Q. Why are UV spectra so featureless? It makes it difficult to know which wavelength to monitor.
Some organic molecules can absorb electromagnetic radiation in the form of photons of UV and visible light. Typically the wavelength range used in UV detection for high performance liquid chromatography (HPLC) is in the range 200–400 nm, which covers both UV and the lower part of the visible spectrum. Figure 1 shows the electromagnetic spectrum and the relationship between the wavelength of light and frequency. It should be noted that the shorter the wavelength the higher the energy of the photons of light as defined by equation 1:
E = hc/λ [1]
here E is energy, h is Plancks constant, c is velocity, and λ is wavelength.
In order to absorb light energy, electrons within the atoms must be promoted from a ground state to an excited state and the specific energy transition will be dictated by the energy levels available, defined by the type of atoms and bonding within the molecule, and the energy of the incumbent radiation, defined by the wavelength of light chosen.
Figure 2 shows some typical energy transitions resulting from absorption of UV and visible light, when either bonding or nonbonding electrons are promoted to higher energy (antibonding) orbitals.
These various energy transitions can be roughly mapped against features of the organic molecules separated by HPLC.
So, in theory, we can quite easily map the energy and the wavelength associated with the transitions caused when molecules absorb photons of light. However, this is only part of the story and in reality, each of the orbitals into which the electrons are promoted have a number of sublevels associated with various vibrational and rotational states-any of which can be occupied by the promoted electrons, creating not just one, well-defined transition, but many different possible transitions. Therefore, a transition that might be expected to yield a single wellâdefined signal is actually “blurred” over a number of energies or, as we observe in the UV spectrum, wavelengths. Figure 3 shows this concept in more detail.

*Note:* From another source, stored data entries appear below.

//! FILENAME: app/orchestrator/src/logging.rs
// PURPOSE: Unified logging for the dashboard orchestrator.

use std::fs::File;
use std::fs::OpenOptions;
use std::io::Write;
use std::path::{Path, PathBuf};
use std::str::FromStr;
use std::sync::atomic::{AtomicU64, Ordering};
use std::sync::Mutex;
use std::time::Duration;

use log::{Level, LevelFilter, Log, Metadata, Record};
use once_cell::sync::Lazy;

use crate::config::DashboardConfig;

// ============================================================================
// UNIFIED LOGGING SYSTEM
// ============================================================================

/// Global sequence counter, so interleaved widget logs can be re-ordered.
static LOG_SEQ: AtomicU64 = AtomicU64::new(0);

/// Global log file handle
pub static LOG_FILE: Lazy<Mutex<Option<File>>> = Lazy::new(|| Mutex::new(None));

static LOGGER: DashboardLogger = DashboardLogger;

pub const FETCH: &str = "FETCH";
pub const XFILTER: &str = "XFILTER";
pub const DRILL: &str = "DRILL";
pub const MENU: &str = "MENU";
pub const TABLE: &str = "TABLE";
pub const RESIZE: &str = "RESIZE";
pub const RENDER: &str = "RENDER";

/// Get next sequence number
pub fn next_seq() -> u64 {
    LOG_SEQ.fetch_add(1, Ordering::SeqCst) + 1
}

fn level_code(level: Level) -> &'static str {
    match level {
        Level::Error => "E",
        Level::Warn => "W",
        Level::Info => "I",
        Level::Debug => "D",
        Level::Trace => "T",
    }
}

fn level_from_code(code: &str) -> Level {
    match code {
        "E" => Level::Error,
        "W" => Level::Warn,
        "I" | "P" => Level::Info,
        "T" => Level::Trace,
        _ => Level::Debug,
    }
}

/// `log::Log` sink writing `seq|level|category|message` lines.
pub struct DashboardLogger;

impl Log for DashboardLogger {
    fn enabled(&self, metadata: &Metadata) -> bool {
        metadata.level() <= log::max_level()
    }

    fn log(&self, record: &Record) {
        if !self.enabled(record.metadata()) {
            return;
        }
        let line = format!(
            "{}|{}|{}|{}",
            next_seq(),
            level_code(record.level()),
            record.target(),
            record.args()
        );

        if let Ok(mut guard) = LOG_FILE.lock() {
            if let Some(ref mut file) = *guard {
                if let Err(e) = writeln!(file, "{}", line) {
                    eprintln!("[LOG_ERROR] Failed to write: {}", e);
                }
            }
        }
        eprintln!("{}", line);
    }

    fn flush(&self) {
        if let Ok(mut guard) = LOG_FILE.lock() {
            if let Some(ref mut file) = *guard {
                let _ = file.flush();
            }
        }
    }
}

/// Installs the dashboard logger. Safe to call more than once: later calls
/// only change the level and the log file.
pub fn init_logging(config: &DashboardConfig) -> Result<Option<PathBuf>, String> {
    let filter = LevelFilter::from_str(&config.log_level).unwrap_or(LevelFilter::Info);
    if log::set_logger(&LOGGER).is_err() {
        eprintln!("[LOG_INIT] Logger already installed, updating level");
    }
    log::set_max_level(filter);

    match &config.log_file {
        Some(path) => open_log_file(path).map(Some),
        None => Ok(None),
    }
}

fn open_log_file(path: &Path) -> Result<PathBuf, String> {
    if let Some(dir) = path.parent() {
        if !dir.as_os_str().is_empty() && !dir.exists() {
            std::fs::create_dir_all(dir)
                .map_err(|e| format!("Failed to create log dir at {:?}: {}", dir, e))?;
        }
    }

    let file = OpenOptions::new()
        .write(true)
        .create(true)
        .truncate(true)
        .open(path)
        .map_err(|e| format!("Failed to create log file {:?}: {}", path, e))?;

    let mut log_file = LOG_FILE.lock().map_err(|e| format!("Lock error: {}", e))?;
    *log_file = Some(file);
    Ok(path.to_path_buf())
}

/// Write a log line in unified format
pub fn write_log(level: &str, category: &str, message: &str) {
    log::log!(target: category, level_from_code(level), "{}", message);
}

/// Write an ENTER log line for function entry
pub fn write_log_enter(level: &str, category: &str, func_name: &str, params: &str) {
    let message = if params.is_empty() {
        format!("ENTER {}", func_name)
    } else {
        format!("ENTER {} {}", func_name, params)
    };
    write_log(level, category, &message);
}

/// Write an EXIT log line for function exit
pub fn write_log_exit(level: &str, category: &str, func_name: &str, result: &str) {
    let message = if result.is_empty() {
        format!("EXIT {}", func_name)
    } else {
        format!("EXIT {} {}", func_name, result)
    };
    write_log(level, category, &message);
}

/// Write a timing line
pub fn write_log_perf(category: &str, label: &str, elapsed: Duration) {
    write_log(
        "P",
        category,
        &format!("PERF {} {:.1}ms", label, elapsed.as_secs_f64() * 1000.0),
    );
}

// ============================================================================
// MACRO DEFINITIONS & EXPORTS
// ============================================================================

#[macro_export]
macro_rules! log_debug {
    ($cat:expr, $($arg:tt)*) => {
        $crate::logging::write_log("D", $cat, &format!($($arg)*))
    };
}

#[macro_export]
macro_rules! log_info {
    ($cat:expr, $($arg:tt)*) => {
        $crate::logging::write_log("I", $cat, &format!($($arg)*))
    };
}

#[macro_export]
macro_rules! log_warn {
    ($cat:expr, $($arg:tt)*) => {
        $crate::logging::write_log("W", $cat, &format!($($arg)*))
    };
}

#[macro_export]
macro_rules! log_error {
    ($cat:expr, $($arg:tt)*) => {
        $crate::logging::write_log("E", $cat, &format!($($arg)*))
    };
}

#[macro_export]
macro_rules! log_perf {
    ($cat:expr, $label:expr, $elapsed:expr) => {
        $crate::logging::write_log_perf($cat, $label, $elapsed)
    };
}

// ENTER/EXIT macros for function tracing

#[macro_export]
macro_rules! log_enter {
    ($cat:expr, $func:expr) => {
        $crate::logging::write_log_enter("D", $cat, $func, "")
    };
    ($cat:expr, $func:expr, $($arg:tt)*) => {
        $crate::logging::write_log_enter("D", $cat, $func, &format!($($arg)*))
    };
}

#[macro_export]
macro_rules! log_exit {
    ($cat:expr, $func:expr) => {
        $crate::logging::write_log_exit("D", $cat, $func, "")
    };
    ($cat:expr, $func:expr, $($arg:tt)*) => {
        $crate::logging::write_log_exit("D", $cat, $func, &format!($($arg)*))
    };
}

pub use log_debug;
pub use log_enter;
pub use log_error;
pub use log_exit;
pub use log_info;
pub use log_perf;
pub use log_warn;

#[cfg(test)]
mod tests {
    use super::*;

    #[test]
    fn test_sequence_is_monotonic() {
        let a = next_seq();
        let b = next_seq();
        assert!(b > a);
    }

    #[test]
    fn test_level_codes_round_trip() {
        for level in [Level::Error, Level::Warn, Level::Info, Level::Debug, Level::Trace] {
            assert_eq!(level_from_code(level_code(level)), level);
        }
        assert_eq!(level_from_code("P"), Level::Info);
    }
}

While selecting the λmax from the spectrum in Figure 3 may be more obvious, it is true in general that the rather featureless spectra obtained from UV instruments make the selection of λmax and indeed the use of libraries for compound identification more difficult. However, read on for more details on how these problems may, to some extent, be overcome.
Q. I’ve been told not to select the λmax for quantitative UV measurements because of robustness issues. Is this true?
In older UV instruments the stability and accuracy of the wavelength calibration was not as accurate as with modern instruments and therefore any small deviations in wavelength accuracy (drift) would lead to a large change in the signal intensity, which would obviously be an issue. In modern instruments this need not be an issue-although a close eye should be kept on wavelength calibration and regular checking of the response of a calibrant is always a good idea. Be mindful also that most modern instruments will “self-calibrate” as part of the instrument initiation routine-so it’s a good idea to power the instrument on and off from time to time! There are other reasons why the λmax of the absorbance spectrum may change, for example when the solvent, additive, or pH of the eluent change and this will lead to deviations in signal intensity. See a later question for more details on these topics.
Q. Why do I sometimes need to choose low wavelengths and why does my baseline look noisy at lower wavelengths?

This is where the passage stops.